• **YOUR GOAL**: Your answer should consist of each line below that contains the string "MetadataValue".

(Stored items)
-*-*-

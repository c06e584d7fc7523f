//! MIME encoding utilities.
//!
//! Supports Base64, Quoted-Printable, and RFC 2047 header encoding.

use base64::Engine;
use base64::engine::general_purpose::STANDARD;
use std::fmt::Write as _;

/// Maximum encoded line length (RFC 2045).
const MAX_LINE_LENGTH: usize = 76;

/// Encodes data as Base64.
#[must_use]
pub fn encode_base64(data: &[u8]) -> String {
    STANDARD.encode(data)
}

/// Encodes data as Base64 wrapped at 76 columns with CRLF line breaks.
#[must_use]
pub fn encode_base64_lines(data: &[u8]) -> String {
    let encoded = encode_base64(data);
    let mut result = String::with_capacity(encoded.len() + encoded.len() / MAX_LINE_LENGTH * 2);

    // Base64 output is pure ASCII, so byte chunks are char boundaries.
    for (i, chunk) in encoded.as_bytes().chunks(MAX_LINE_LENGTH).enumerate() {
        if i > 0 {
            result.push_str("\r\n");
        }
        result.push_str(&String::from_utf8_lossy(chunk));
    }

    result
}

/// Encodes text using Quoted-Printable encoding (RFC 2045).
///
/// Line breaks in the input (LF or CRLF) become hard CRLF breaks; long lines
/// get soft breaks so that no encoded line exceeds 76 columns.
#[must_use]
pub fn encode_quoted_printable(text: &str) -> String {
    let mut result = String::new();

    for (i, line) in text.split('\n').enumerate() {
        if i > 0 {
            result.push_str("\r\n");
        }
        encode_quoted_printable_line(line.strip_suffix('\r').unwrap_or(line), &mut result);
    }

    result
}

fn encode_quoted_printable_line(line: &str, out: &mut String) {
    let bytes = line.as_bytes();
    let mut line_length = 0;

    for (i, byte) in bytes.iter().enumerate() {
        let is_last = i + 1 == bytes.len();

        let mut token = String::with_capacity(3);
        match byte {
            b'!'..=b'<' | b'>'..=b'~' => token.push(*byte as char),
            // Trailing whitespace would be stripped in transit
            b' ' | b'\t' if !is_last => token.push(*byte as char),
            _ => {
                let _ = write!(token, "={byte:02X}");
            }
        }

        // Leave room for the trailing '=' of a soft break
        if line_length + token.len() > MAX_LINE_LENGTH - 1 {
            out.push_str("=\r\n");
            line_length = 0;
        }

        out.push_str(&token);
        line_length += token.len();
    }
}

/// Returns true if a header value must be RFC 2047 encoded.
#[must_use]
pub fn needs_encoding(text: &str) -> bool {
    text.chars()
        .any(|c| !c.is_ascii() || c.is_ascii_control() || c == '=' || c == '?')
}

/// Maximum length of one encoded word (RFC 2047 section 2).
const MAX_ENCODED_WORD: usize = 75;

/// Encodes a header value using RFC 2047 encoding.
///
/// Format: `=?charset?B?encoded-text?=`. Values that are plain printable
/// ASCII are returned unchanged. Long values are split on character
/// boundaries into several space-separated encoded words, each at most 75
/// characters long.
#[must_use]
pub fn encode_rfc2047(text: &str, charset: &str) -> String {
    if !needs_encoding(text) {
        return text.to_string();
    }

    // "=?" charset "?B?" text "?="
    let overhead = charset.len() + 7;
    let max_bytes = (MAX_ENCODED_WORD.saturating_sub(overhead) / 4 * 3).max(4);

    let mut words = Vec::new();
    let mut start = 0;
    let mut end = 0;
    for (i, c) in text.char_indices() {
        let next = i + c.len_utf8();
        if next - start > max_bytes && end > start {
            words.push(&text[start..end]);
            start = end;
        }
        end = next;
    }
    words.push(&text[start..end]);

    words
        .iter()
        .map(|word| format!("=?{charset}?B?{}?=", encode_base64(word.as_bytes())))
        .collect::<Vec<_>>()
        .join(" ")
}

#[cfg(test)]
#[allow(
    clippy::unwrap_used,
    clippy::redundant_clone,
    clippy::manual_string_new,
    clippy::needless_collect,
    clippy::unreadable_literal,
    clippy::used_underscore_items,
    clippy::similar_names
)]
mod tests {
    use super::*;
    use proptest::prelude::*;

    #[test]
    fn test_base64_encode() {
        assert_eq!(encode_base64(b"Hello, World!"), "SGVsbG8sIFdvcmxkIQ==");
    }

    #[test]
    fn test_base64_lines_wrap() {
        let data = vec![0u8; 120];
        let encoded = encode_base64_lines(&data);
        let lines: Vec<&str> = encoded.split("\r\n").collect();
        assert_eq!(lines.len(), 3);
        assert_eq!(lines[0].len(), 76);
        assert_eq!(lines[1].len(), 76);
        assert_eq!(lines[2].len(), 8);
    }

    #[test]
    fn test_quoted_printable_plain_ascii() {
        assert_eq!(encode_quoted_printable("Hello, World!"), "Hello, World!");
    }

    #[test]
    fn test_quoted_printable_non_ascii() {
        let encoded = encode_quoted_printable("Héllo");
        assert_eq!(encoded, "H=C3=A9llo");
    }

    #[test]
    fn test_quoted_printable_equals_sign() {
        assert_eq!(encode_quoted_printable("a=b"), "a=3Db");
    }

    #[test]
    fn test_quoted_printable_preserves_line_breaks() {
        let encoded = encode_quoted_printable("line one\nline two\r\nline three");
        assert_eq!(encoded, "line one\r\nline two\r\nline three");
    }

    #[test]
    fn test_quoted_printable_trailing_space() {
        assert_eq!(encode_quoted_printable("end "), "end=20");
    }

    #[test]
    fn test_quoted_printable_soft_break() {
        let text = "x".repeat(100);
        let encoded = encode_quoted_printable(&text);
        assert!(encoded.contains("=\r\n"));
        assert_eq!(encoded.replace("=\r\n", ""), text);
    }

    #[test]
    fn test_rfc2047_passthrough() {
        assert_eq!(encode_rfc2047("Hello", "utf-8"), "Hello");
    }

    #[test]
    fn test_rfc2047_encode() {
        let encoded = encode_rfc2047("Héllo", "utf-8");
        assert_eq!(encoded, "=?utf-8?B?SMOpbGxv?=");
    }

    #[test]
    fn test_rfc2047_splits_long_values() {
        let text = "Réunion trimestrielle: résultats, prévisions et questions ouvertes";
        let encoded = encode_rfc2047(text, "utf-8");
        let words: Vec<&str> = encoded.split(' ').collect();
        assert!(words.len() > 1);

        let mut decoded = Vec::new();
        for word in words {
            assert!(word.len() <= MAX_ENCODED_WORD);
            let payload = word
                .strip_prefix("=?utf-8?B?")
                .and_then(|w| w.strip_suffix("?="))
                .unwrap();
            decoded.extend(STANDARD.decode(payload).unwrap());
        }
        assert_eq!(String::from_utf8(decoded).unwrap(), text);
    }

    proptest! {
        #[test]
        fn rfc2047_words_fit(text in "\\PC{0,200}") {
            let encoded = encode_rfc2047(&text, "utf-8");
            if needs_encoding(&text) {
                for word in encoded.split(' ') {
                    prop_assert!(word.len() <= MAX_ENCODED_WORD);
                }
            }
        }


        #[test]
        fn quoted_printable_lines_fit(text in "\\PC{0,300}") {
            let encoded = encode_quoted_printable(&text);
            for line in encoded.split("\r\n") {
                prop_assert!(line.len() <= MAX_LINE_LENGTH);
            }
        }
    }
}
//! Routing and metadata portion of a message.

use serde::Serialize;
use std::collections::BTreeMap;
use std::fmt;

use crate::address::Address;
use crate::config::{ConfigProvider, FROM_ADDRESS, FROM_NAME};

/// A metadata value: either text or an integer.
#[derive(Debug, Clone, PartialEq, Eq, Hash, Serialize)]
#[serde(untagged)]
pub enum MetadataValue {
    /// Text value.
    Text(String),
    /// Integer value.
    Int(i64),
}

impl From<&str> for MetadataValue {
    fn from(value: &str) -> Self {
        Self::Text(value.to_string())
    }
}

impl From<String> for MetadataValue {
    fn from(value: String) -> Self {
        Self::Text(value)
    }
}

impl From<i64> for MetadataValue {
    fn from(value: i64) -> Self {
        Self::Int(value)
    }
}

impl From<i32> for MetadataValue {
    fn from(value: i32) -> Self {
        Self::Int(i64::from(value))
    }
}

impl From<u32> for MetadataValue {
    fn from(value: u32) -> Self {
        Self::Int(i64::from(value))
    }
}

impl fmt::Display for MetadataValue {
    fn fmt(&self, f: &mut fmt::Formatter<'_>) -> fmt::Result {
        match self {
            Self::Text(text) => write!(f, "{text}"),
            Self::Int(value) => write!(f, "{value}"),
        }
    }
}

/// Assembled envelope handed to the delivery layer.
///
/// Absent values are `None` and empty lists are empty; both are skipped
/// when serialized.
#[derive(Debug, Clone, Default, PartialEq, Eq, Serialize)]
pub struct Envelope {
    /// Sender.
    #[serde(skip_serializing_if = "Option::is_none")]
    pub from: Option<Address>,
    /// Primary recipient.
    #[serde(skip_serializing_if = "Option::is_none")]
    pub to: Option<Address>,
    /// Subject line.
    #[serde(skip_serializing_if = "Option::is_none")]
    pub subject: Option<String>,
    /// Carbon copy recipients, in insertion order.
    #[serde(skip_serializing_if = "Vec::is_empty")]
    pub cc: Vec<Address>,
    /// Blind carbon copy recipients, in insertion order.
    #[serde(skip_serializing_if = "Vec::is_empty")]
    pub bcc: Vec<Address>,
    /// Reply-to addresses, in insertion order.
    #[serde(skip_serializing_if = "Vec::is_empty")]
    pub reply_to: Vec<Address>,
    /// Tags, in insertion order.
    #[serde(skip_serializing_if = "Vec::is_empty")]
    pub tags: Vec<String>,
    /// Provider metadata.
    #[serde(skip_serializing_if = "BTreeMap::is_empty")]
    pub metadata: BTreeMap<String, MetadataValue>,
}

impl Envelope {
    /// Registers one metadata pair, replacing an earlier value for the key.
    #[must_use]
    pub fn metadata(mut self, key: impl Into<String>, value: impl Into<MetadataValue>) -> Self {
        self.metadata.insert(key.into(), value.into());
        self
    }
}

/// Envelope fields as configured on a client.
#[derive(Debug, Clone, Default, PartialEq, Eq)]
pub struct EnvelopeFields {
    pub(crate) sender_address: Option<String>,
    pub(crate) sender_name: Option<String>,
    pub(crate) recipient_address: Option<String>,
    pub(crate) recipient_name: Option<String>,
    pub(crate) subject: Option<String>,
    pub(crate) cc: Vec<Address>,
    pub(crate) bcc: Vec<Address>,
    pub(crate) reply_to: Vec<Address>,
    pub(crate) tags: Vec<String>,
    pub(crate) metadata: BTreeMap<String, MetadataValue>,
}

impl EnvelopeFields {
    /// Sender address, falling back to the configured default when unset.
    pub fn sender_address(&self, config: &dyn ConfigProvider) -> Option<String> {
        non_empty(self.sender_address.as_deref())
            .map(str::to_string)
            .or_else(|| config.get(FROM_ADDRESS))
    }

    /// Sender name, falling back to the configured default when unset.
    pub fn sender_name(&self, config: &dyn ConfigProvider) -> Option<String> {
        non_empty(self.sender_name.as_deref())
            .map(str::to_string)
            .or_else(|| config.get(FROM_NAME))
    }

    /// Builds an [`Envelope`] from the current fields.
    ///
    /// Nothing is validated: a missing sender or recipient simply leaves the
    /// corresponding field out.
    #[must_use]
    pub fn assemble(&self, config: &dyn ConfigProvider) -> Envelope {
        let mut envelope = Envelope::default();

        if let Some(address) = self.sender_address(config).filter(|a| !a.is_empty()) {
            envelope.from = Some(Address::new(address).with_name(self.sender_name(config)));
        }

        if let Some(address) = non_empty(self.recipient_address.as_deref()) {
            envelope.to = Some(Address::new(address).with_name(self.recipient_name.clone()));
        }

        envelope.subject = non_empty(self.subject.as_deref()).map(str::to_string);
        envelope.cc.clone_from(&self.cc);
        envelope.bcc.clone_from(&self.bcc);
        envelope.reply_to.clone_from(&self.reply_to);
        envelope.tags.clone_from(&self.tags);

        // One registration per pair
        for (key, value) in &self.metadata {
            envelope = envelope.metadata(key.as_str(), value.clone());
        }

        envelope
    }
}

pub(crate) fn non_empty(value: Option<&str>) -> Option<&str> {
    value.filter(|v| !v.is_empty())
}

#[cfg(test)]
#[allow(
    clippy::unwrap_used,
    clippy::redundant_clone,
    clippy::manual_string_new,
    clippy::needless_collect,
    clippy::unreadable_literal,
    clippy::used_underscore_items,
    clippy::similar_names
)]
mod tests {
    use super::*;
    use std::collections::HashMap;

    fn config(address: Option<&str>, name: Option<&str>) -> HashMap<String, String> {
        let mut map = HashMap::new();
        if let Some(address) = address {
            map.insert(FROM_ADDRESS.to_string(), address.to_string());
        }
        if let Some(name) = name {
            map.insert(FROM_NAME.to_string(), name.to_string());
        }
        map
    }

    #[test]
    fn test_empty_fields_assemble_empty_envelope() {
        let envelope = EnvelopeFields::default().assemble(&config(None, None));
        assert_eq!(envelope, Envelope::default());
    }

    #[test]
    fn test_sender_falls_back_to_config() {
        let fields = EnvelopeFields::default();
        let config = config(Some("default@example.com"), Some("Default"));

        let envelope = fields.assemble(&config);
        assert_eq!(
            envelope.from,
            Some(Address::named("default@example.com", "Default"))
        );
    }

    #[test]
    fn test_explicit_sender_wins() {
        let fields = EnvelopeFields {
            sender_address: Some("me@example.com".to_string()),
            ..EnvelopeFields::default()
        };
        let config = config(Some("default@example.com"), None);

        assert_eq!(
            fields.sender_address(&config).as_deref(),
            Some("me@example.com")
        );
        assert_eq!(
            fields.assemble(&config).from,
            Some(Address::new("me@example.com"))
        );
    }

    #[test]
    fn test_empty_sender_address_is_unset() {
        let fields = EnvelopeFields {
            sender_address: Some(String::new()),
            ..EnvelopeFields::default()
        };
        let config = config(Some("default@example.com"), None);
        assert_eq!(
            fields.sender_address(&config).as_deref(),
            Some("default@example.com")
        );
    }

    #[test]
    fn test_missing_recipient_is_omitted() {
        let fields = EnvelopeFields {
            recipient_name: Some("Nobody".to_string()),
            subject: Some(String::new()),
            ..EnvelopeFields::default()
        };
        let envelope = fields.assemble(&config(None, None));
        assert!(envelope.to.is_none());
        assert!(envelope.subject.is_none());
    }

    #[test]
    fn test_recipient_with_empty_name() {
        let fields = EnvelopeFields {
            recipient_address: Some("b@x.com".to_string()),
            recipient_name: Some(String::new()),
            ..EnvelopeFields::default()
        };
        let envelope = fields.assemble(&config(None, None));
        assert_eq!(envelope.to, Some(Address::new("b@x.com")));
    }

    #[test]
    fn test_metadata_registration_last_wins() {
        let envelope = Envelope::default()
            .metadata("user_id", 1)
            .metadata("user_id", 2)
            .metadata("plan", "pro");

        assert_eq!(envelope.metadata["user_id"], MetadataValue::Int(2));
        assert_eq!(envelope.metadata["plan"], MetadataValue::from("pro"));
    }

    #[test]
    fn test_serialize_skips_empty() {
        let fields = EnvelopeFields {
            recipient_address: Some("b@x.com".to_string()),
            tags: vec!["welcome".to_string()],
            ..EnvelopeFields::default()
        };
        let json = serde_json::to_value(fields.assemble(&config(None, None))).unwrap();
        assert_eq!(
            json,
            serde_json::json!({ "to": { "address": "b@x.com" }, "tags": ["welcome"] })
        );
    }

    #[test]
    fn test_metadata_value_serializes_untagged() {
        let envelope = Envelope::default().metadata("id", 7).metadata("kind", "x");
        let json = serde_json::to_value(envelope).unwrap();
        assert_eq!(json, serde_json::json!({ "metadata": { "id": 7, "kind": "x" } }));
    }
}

-*-*-

• **REPLY TO THE TASK**:
pub enum MetadataValue {
impl From<&str> for MetadataValue {
impl From<String> for MetadataValue {
impl From<i64> for MetadataValue {
impl From<i32> for MetadataValue {
impl From<u32> for MetadataValue {
impl fmt::Display for MetadataValue {
    pub metadata: BTreeMap<String, MetadataValue>,
    pub fn metadata(mut self, key: impl Into<String>, value: impl Into<MetadataValue>) -> Self {
    pub(crate) metadata: BTreeMap<String, MetadataValue>,
        assert_eq!(envelope.metadata["user_id"], MetadataValue::Int(2));
        assert_eq!(envelope.metadata["plan"], MetadataValue::from("pro"));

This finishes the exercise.